Requirement
Once you find the line with "pub async fn run(self)" in the data that follows, repeat it and every line after it exactly, through the line with "let mut scan = self".

Data for this exercise
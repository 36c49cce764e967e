use std::sync::Arc;

use async_trait::async_trait;
use serde_json::{Value, json};
use tracing::warn;

use crate::{
    fabric::{Fabric, FabricError, dispatch::MethodHandler},
    trace::store::Store,
};

/// Topic nodes publish their trace records on.
pub const LOG_TOPIC: &str = "mbus:log";

/// Persists `log {timestamp, log}` messages into the store.
pub struct LogWriter {
    store: Arc<Store>,
}

impl LogWriter {
    pub fn new(store: Arc<Store>) -> Arc<Self> {
        Arc::new(Self { store })
    }

    pub async fn subscribe(self: &Arc<Self>, fabric: &Fabric, topic: &str) -> Result<(), FabricError> {
        fabric
            .request_sub_channel(topic, self.clone(), &["log"], "traced-writer")
            .await
    }

    async fn write(&self, params: Value) -> Result<u64, String> {
        let timestamp = params
            .get("timestamp")
            .and_then(Value::as_u64)
            .ok_or_else(|| "log: missing timestamp".to_string())?;
        let log = match params.get("log") {
            Some(Value::String(s)) => s.clone(),
            Some(v) => v.to_string(),
            None => return Err("log: missing log".to_string()),
        };
        self.store.write(timestamp, &log).await.map_err(|e| {
            warn!(timestamp, error = %e, "trace: write failed");
            e.to_string()
        })
    }
}

#[async_trait]
impl MethodHandler for LogWriter {
    fn methods(&self) -> &'static [&'static str] {
        &["log"]
    }

    async fn call(&self, method: &str, params: Value) -> Result<Value, String> {
        match method {
            "log" => self.write(params).await.map(|counter| json!(counter)),
            other => Err(format!("unknown method {other}")),
        }
    }
}
use std::{fmt, sync::Arc};

use regex::{Regex, RegexBuilder};
use serde::Deserialize;
use serde_json::{Value, json};
use tracing::{debug, instrument, warn};

use crate::{
    fabric::{FabricError, pubsub::PubChannel},
    storage_error::StorageError,
    trace::store::{ScanItem, Store},
};

/*──────────────────────── errors ─────────*/

#[derive(Debug, Clone)]
pub enum QueryError {
    MaxConcurrency,
    DuplicateId(String),
    BadQuery(String),
    Storage(StorageError),
    /// Results could not be published.
    Publish(FabricError),
}

impl fmt::Display for QueryError {
    fn fmt(&self, f: &mut fmt::Formatter<'_>) -> fmt::Result {
        match self {
            QueryError::MaxConcurrency => write!(f, "max number of concurrent queries reached"),
            QueryError::DuplicateId(id) => write!(f, "query {id} already running"),
            QueryError::BadQuery(e) => write!(f, "bad query: {e}"),
            QueryError::Storage(e) => write!(f, "storage: {e}"),
            QueryError::Publish(e) => write!(f, "publish: {e}"),
        }
    }
}

impl std::error::Error for QueryError {}

impl From<StorageError> for QueryError {
    fn from(e: StorageError) -> Self {
        QueryError::Storage(e)
    }
}

impl From<FabricError> for QueryError {
    fn from(e: FabricError) -> Self {
        QueryError::Publish(e)
    }
}

/*──────────────────────── filter ─────────*/

struct Term {
    negate: bool,
    re: Regex,
}

/// Conjunction of (possibly negated) terms over the serialised record.
pub struct QueryFilter {
    terms: Vec<Term>,
}

fn build(pattern: &str) -> Result<Regex, QueryError> {
    RegexBuilder::new(pattern)
        .case_insensitive(true)
        .build()
        .map_err(|e| QueryError::BadQuery(e.to_string()))
}

impl QueryFilter {
    /// Whitespace separated terms. `-term` negates; `field:value` matches
    /// the value of `"field"`; anything else is free text.
    pub fn parse(query: &str) -> Result<Self, QueryError> {
        let mut terms = Vec::new();
        for raw in query.split_whitespace() {
            let (negate, term) = match raw.strip_prefix('-') {
                Some(t) => (true, t),
                None => (false, raw),
            };
            if term.is_empty() {
                continue;
            }
            let pattern = match term.split_once(':') {
                Some((field, value)) if !field.is_empty() && !value.is_empty() => format!(
                    r#""{}"\s*:\s*"?[^",}}]*{}"#,
                    regex::escape(field),
                    regex::escape(value)
                ),
                _ => regex::escape(term),
            };
            terms.push(Term {
                negate,
                re: build(&pattern)?,
            });
        }
        Ok(Self { terms })
    }

    pub fn is_empty(&self) -> bool {
        self.terms.is_empty()
    }

    pub fn matches(&self, log: &str) -> bool {
        self.terms.iter().all(|t| t.re.is_match(log) != t.negate)
    }
}

/*──────────────────────── query ─────────*/

#[derive(Clone, Debug, Deserialize)]
pub struct QueryParams {
    #[serde(rename = "uuid")]
    pub id: String,
    #[serde(default)]
    pub query: String,
    #[serde(default = "newest")]
    pub timestamp: u64,
    #[serde(default = "newest")]
    pub counter: u64,
    #[serde(default = "default_num_lines")]
    pub num_lines: usize,
}

fn newest() -> u64 {
    u64::MAX
}

fn default_num_lines() -> usize {
    100
}

/// Store holder for the query `id`. Kept apart from the writer's holder.
pub fn holder(id: &str) -> String {
    format!("query:{id}")
}

/// One backward search, streaming results to its own topic.
pub struct Query {
    params: QueryParams,
    filter: QueryFilter,
    store: Arc<Store>,
    out: Arc<PubChannel>,
}

impl Query {
    pub fn new(params: QueryParams, store: Arc<Store>, out: Arc<PubChannel>) -> Result<Self, QueryError> {
        let filter = QueryFilter::parse(&params.query)?;
        Ok(Self {
            params,
            filter,
            store,
            out,
        })
    }

    pub fn id(&self) -> &str {
        &self.params.id
    }

    /// Publishes `log` and `progress` messages, then `eoq`. Returns the
    /// number of matching records sent.
    #[instrument(skip_all, fields(id = %self.params.id))]
    pub async fn run(self) -> Result<usize, QueryError> {
        let id = self.params.id.clone();
        let result = self.scan().await;
        let eoq = match &result {
            Ok(n) => json!({"id": id, "num_lines": n}),
            Err(e) => {
                warn!(error = %e, "trace: query failed");
                json!({"id": id, "error": e.to_string()})
            }
        };
        self.out.publish("eoq", eoq).await?;
        result
    }

    async fn scan(&self) -> Result<usize, QueryError> {
        let mut sent = 0usize;
        if self.params.num_lines == 0 {
            return Ok(0);
        }
        let batch = self.store.config().read_batch.max(1);
        let mut scan = self
            .store
            .iterate_backwards(&holder(&self.params.id), self.params.timestamp, self.params.counter)?;
        let mut read = 0usize;

        while let Some(item) = scan.next().await {
            match item? {
                ScanItem::Progress { timestamp } => {
                    self.out
                        .publish("progress", json!({"id": self.params.id, "timestamp": timestamp}))
                        .await?;
                }
                ScanItem::Record(r) => {
                    read += 1;
                    if read % batch == 0 {
                        tokio::task::yield_now().await;
                    }
                    if !self.filter.matches(&r.log) {
                        continue;
                    }
                    let log = serde_json::from_str::<Value>(&r.log)
                        .unwrap_or_else(|_| Value::String(r.log.clone()));
                    self.out
                        .publish(
                            "log",
                            json!({
                                "id": self.params.id,
                                "timestamp": r.timestamp,
                                "counter": r.counter,
                                "log": log,
                            }),
                        )
                        .await?;
                    sent += 1;
                    if sent >= self.params.num_lines {
                        break;
                    }
                }
            }
        }
        debug!(sent, read, "trace: query done");
        Ok(sent)
    }
}
//! Day-partitioned trace log storage and the query service on top of it.

pub mod processor;
pub mod query;
pub mod store;
pub mod table;
pub mod writer;

pub use processor::{QueryConfig, QueryProcessor, TRACED_ADDRESS};
pub use query::{Query, QueryError, QueryFilter, QueryParams};
pub use store::{BackwardScan, Priority, ScanItem, Store, StoreConfig, TableLease};
pub use table::{LogRecord, Table};
pub use writer::{LOG_TOPIC, LogWriter};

Problem solution
    pub async fn run(self) -> Result<usize, QueryError> {
        let id = self.params.id.clone();
        let result = self.scan().await;
        let eoq = match &result {
            Ok(n) => json!({"id": id, "num_lines": n}),
            Err(e) => {
                warn!(error = %e, "trace: query failed");
                json!({"id": id, "error": e.to_string()})
            }
        };
        self.out.publish("eoq", eoq).await?;
        result
    }

    async fn scan(&self) -> Result<usize, QueryError> {
        let mut sent = 0usize;
        if self.params.num_lines == 0 {
            return Ok(0);
        }
        let batch = self.store.config().read_batch.max(1);
        let mut scan = self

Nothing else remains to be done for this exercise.